"""

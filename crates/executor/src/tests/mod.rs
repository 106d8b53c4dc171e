//! Test modules for the executor crate.


use crate::{QuoteConfig, Record, RecordTable, Session};

/// Small quote table with two themes plus one repeated author.
pub(crate) fn sample_table() -> RecordTable {
    vec![
        Record::new(
            "The brave heart finds courage in the storm",
            "Maya Angelou",
        )
        .with_tags(["courage", "inspirational"]),
        Record::new("Courage is a brave heart that keeps going", "Maya Angelou")
            .with_tags(["courage", "life"]),
        Record::new("Love is patient, love is kind", "Paul").with_tags(["love"]),
        Record::new("A kind word is love made visible", "Paul").with_tags(["love", "kindness"]),
        Record::new("Storms pass, but courage and love remain", "Maya Angelou")
            .with_tags(["courage", "love"]),
        Record::new("Books are a uniquely portable magic", "Stephen King")
            .with_tags(["books", "reading"]),
    ]
    .into()
}

/// Session over [`sample_table`] with a small topic count.
pub(crate) fn sample_session() -> Session {
    let config = QuoteConfig {
        topic_count: 3,
        ..QuoteConfig::default()
    };
    Session::with_table(config, sample_table())
}
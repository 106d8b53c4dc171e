//! English stopword set
//!
//! High-frequency function words that carry no topical signal. The list is
//! the standard English list used by NLTK, lowercase and apostrophe-free
//! variants included so it matches tokens after punctuation stripping.

use once_cell::sync::Lazy;
use std::collections::HashSet;

/// English stopwords.
pub const STOPWORDS: &[&str] = &[
    "i", "me", "my", "myself", "we", "our", "ours", "ourselves", "you", "youre", "youve",
    "youll", "youd", "your", "yours", "yourself", "yourselves", "he", "him", "his", "himself",
    "she", "shes", "her", "hers", "herself", "it", "its", "itself", "they", "them", "their",
    "theirs", "themselves", "what", "which", "who", "whom", "this", "that", "thatll", "these",
    "those", "am", "is", "are", "was", "were", "be", "been", "being", "have", "has", "had",
    "having", "do", "does", "did", "doing", "a", "an", "the", "and", "but", "if", "or",
    "because", "as", "until", "while", "of", "at", "by", "for", "with", "about", "against",
    "between", "into", "through", "during", "before", "after", "above", "below", "to", "from",
    "up", "down", "in", "out", "on", "off", "over", "under", "again", "further", "then", "once",
    "here", "there", "when", "where", "why", "how", "all", "any", "both", "each", "few", "more",
    "most", "other", "some", "such", "no", "nor", "not", "only", "own", "same", "so", "than",
    "too", "very", "s", "t", "can", "will", "just", "don", "dont", "should", "shouldve", "now",
    "d", "ll", "m", "o", "re", "ve", "y", "ain", "aren", "arent", "couldn", "couldnt", "didn",
    "didnt", "doesn", "doesnt", "hadn", "hadnt", "hasn", "hasnt", "haven", "havent", "isn",
    "isnt", "ma", "mightn", "mightnt", "mustn", "mustnt", "needn", "neednt", "shan", "shant",
    "shouldn", "shouldnt", "wasn", "wasnt", "weren", "werent", "won", "wont", "wouldn",
    "wouldnt",
];

static STOPWORD_SET: Lazy<HashSet<&'static str>> = Lazy::new(|| STOPWORDS.iter().copied().collect());

/// Check if a lowercase token is a stopword.
#[inline]
pub fn is_stopword(token: &str) -> bool {
    STOPWORD_SET.contains(token)
}
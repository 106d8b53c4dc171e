//! Command handlers.
//!
//! | Module | Command | Needs vector space |
//! |--------|---------|--------------------|
//! | `search` | `Search` | semantic mode only |
//! | `themes` | `AuthorThemes` | authors above the profile floor |
//! | `stats` | `Stats` | no |
//! | `topics` | `Topics` | yes |

pub mod search;
pub mod stats;
pub mod themes;
pub mod topics;
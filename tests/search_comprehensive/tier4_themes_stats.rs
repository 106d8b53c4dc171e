//! Tier 4: Themes and Stats

use crate::test_utils::*;
use quotesearch::{Command, Output, QuoteConfig, Session};

#[test]
fn tier4_profile_for_prolific_author() {
    let session = create_test_session();
    let themes = session.author_themes("Nelson Mandela").unwrap();
    assert_eq!(themes.record_count, 3);
    let profile = themes.topic_profile.expect("three quotes reach the floor");
    assert_eq!(profile.len(), test_config().topic_count);
    assert_eq!(themes.top_topics.len(), profile.len());
    // top_topics is sorted by profile weight
    for pair in themes.top_topics.windows(2) {
        assert!(profile[pair[0]] >= profile[pair[1]]);
    }
}

#[test]
fn tier4_tag_frequencies_ordered() {
    let session = create_test_session();
    let themes = session.author_themes("Nelson Mandela").unwrap();
    let tags: Vec<(&str, usize)> = themes
        .tag_frequencies
        .iter()
        .map(|f| (f.value.as_str(), f.count))
        .collect();
    assert_eq!(
        tags,
        vec![
            ("courage", 2),
            ("fear", 1),
            ("inspirational", 1),
            ("education", 1),
            ("change", 1),
        ]
    );
}

#[test]
fn tier4_no_profile_below_floor() {
    let session = create_test_session();
    let themes = session.author_themes("John Lennon").unwrap();
    assert_eq!(themes.record_count, 1);
    assert!(themes.topic_profile.is_none());
    assert!(!session.cache().is_fitted());
}

#[test]
fn tier4_profile_floor_is_configurable() {
    let config = QuoteConfig {
        profile_min_records: 1,
        ..test_config()
    };
    let session = Session::with_table(config, quote_table());
    assert!(session.author_themes("John Lennon").unwrap().topic_profile.is_some());
}

#[test]
fn tier4_unknown_author() {
    let session = create_test_session();
    let themes = session.author_themes("Nobody").unwrap();
    assert_eq!(themes.record_count, 0);
    assert!(themes.tag_frequencies.is_empty());
    assert!(themes.topic_profile.is_none());
}

#[test]
fn tier4_stats_through_executor() {
    let executor = create_test_executor();
    match executor.execute(Command::Stats { top_n: Some(2) }).unwrap() {
        Output::Stats(stats) => {
            assert_eq!(stats.total_records, 8);
            assert_eq!(stats.total_authors, 6);
            assert_eq!(stats.total_tags, 15);
            assert_eq!(stats.top_authors[0].value, "Nelson Mandela");
            assert_eq!(stats.top_authors[0].count, 3);
            assert_eq!(stats.top_tags.len(), 2);
        }
        other => panic!("Expected Stats, got {:?}", other),
    }
}
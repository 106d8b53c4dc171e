//! Per-author theme aggregation
//!
//! An author's themes are the frequencies of tags on their records plus,
//! once they have enough records, a topic profile: the mean of their
//! document vectors in the fitted space.

use quotesearch_core::{RecordTable, Result};
use serde::{Deserialize, Serialize};
use std::sync::Arc;

use crate::frequency::{ranked_counts, Frequency};
use crate::space::VectorSpace;

/// Tag frequencies and topic profile of one author
#[derive(Debug, Clone, PartialEq, Serialize, Deserialize)]
pub struct AuthorThemes {
    /// Author matched exactly
    pub author: String,
    /// Number of records by the author
    pub record_count: usize,
    /// Tag counts, descending, ties by first occurrence
    pub tag_frequencies: Vec<Frequency>,
    /// Mean document vector, present when the author has enough records
    pub topic_profile: Option<Vec<f64>>,
    /// Topic indices by descending profile weight
    pub top_topics: Vec<usize>,
}

impl AuthorThemes {
    /// True if a topic profile was computed
    pub fn has_profile(&self) -> bool {
        self.topic_profile.is_some()
    }
}

/// Aggregate the themes of `author` over `table`.
///
/// `space` is invoked only when the author has at least `min_records`
/// records. If it fails, the tag frequencies are still returned without a
/// profile.
pub fn author_themes<F>(
    table: &RecordTable,
    author: &str,
    min_records: usize,
    space: F,
) -> AuthorThemes
where
    F: FnOnce() -> Result<Arc<VectorSpace>>,
{
    let positions: Vec<usize> = table
        .iter()
        .enumerate()
        .filter(|(_, r)| r.author == author)
        .map(|(i, _)| i)
        .collect();

    let tag_frequencies = ranked_counts(
        positions
            .iter()
            .filter_map(|&i| table.get(i))
            .flat_map(|r| r.tags.iter()),
    );

    let mut themes = AuthorThemes {
        author: author.to_string(),
        record_count: positions.len(),
        tag_frequencies,
        topic_profile: None,
        top_topics: Vec::new(),
    };

    if positions.is_empty() || positions.len() < min_records {
        return themes;
    }

    match space() {
        Ok(space) => {
            let profile = mean_vector(&space, &positions);
            themes.top_topics = ranked_topics(&profile);
            themes.topic_profile = Some(profile);
        }
        Err(e) => {
            tracing::warn!(
                target: "quotesearch::search",
                author = author,
                error = %e,
                "Topic profile unavailable"
            );
        }
    }
    themes
}

/// Element-wise mean of the document vectors at `positions`
fn mean_vector(space: &VectorSpace, positions: &[usize]) -> Vec<f64> {
    let mut sum = vec![0.0; space.topic_count()];
    let mut n = 0usize;
    for v in positions.iter().filter_map(|&i| space.documents().get(i)) {
        for (acc, x) in sum.iter_mut().zip(v) {
            *acc += x;
        }
        n += 1;
    }
    if n > 0 {
        for acc in &mut sum {
            *acc /= n as f64;
        }
    }
    sum
}

/// Topic indices by weight descending, ties by index
fn ranked_topics(profile: &[f64]) -> Vec<usize> {
    let mut topics: Vec<usize> = (0..profile.len()).collect();
    topics.sort_by(|&a, &b| profile[b].total_cmp(&profile[a]).then(a.cmp(&b)));
    topics
}
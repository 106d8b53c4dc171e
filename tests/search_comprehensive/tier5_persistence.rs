//! Tier 5: Persistence

use crate::test_utils::*;
use quotesearch::{ColumnarTable, Error, JsonTableStore, SearchMode, Session, TableStore};
use tempfile::TempDir;

#[test]
fn tier5_round_trip_through_data_dir() {
    let dir = TempDir::new().unwrap();
    let source = create_test_session();
    source
        .save(&JsonTableStore::new(dir.path().join("quotes.json")))
        .unwrap();

    let reopened = Session::open(dir.path()).unwrap();
    assert_eq!(*reopened.table().unwrap(), quote_table());
    assert_eq!(
        reopened
            .search(SearchMode::Tag, "courage", true, None)
            .unwrap()
            .len(),
        2
    );
}

#[test]
fn tier5_columnar_layout() {
    let dir = TempDir::new().unwrap();
    let path = dir.path().join("quotes.json");
    JsonTableStore::new(&path).save(&quote_table()).unwrap();

    let raw: serde_json::Value = serde_json::from_str(&std::fs::read_to_string(&path).unwrap()).unwrap();
    for column in ["text", "author", "tags"] {
        assert_eq!(raw[column].as_array().unwrap().len(), 8, "column {}", column);
    }
    let columns: ColumnarTable = serde_json::from_value(raw).unwrap();
    assert_eq!(columns.row_count().unwrap(), 8);
}

#[test]
fn tier5_mismatched_columns_are_corruption() {
    let dir = TempDir::new().unwrap();
    let path = dir.path().join("quotes.json");
    std::fs::write(
        &path,
        r#"{"text":["a","b"],"author":["x"],"author_link":[],"tags":[[],[]]}"#,
    )
    .unwrap();
    let err = JsonTableStore::new(&path).load().unwrap_err();
    assert!(matches!(err, Error::Corruption { .. }));
}

#[test]
fn tier5_missing_table_is_no_data() {
    let dir = TempDir::new().unwrap();
    let session = Session::open(dir.path()).unwrap();
    assert_eq!(
        session.search(SearchMode::Keyword, "x", false, None),
        Err(Error::NoData)
    );
}
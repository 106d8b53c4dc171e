//! Stats command handler.

use quotesearch_core::RecordTable;
use quotesearch_search::{corpus_stats, CorpusStats};

/// Corpus totals with the `top_n` most frequent tags and authors.
pub fn stats(table: &RecordTable, top_n: usize) -> CorpusStats {
    let stats = corpus_stats(table, top_n);
    tracing::debug!(
        target: "quotesearch::search",
        records = stats.total_records,
        authors = stats.total_authors,
        tags = stats.total_tags,
        "Stats computed"
    );
    stats
}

"""

## [WHAT THE TASK REQUIRES]
Where the listing above reaches the line that contains "An author's themes", start retyping, and finish with the line that contains "of one author"; reproduce those lines exactly and no others.

## [OUTPUT OF THE EXERCISE]
//! An author's themes are the frequencies of tags on their records plus,
//! once they have enough records, a topic profile: the mean of their
//! document vectors in the fitted space.

use quotesearch_core::{RecordTable, Result};
use serde::{Deserialize, Serialize};
use std::sync::Arc;

use crate::frequency::{ranked_counts, Frequency};
use crate::space::VectorSpace;

/// Tag frequencies and topic profile of one author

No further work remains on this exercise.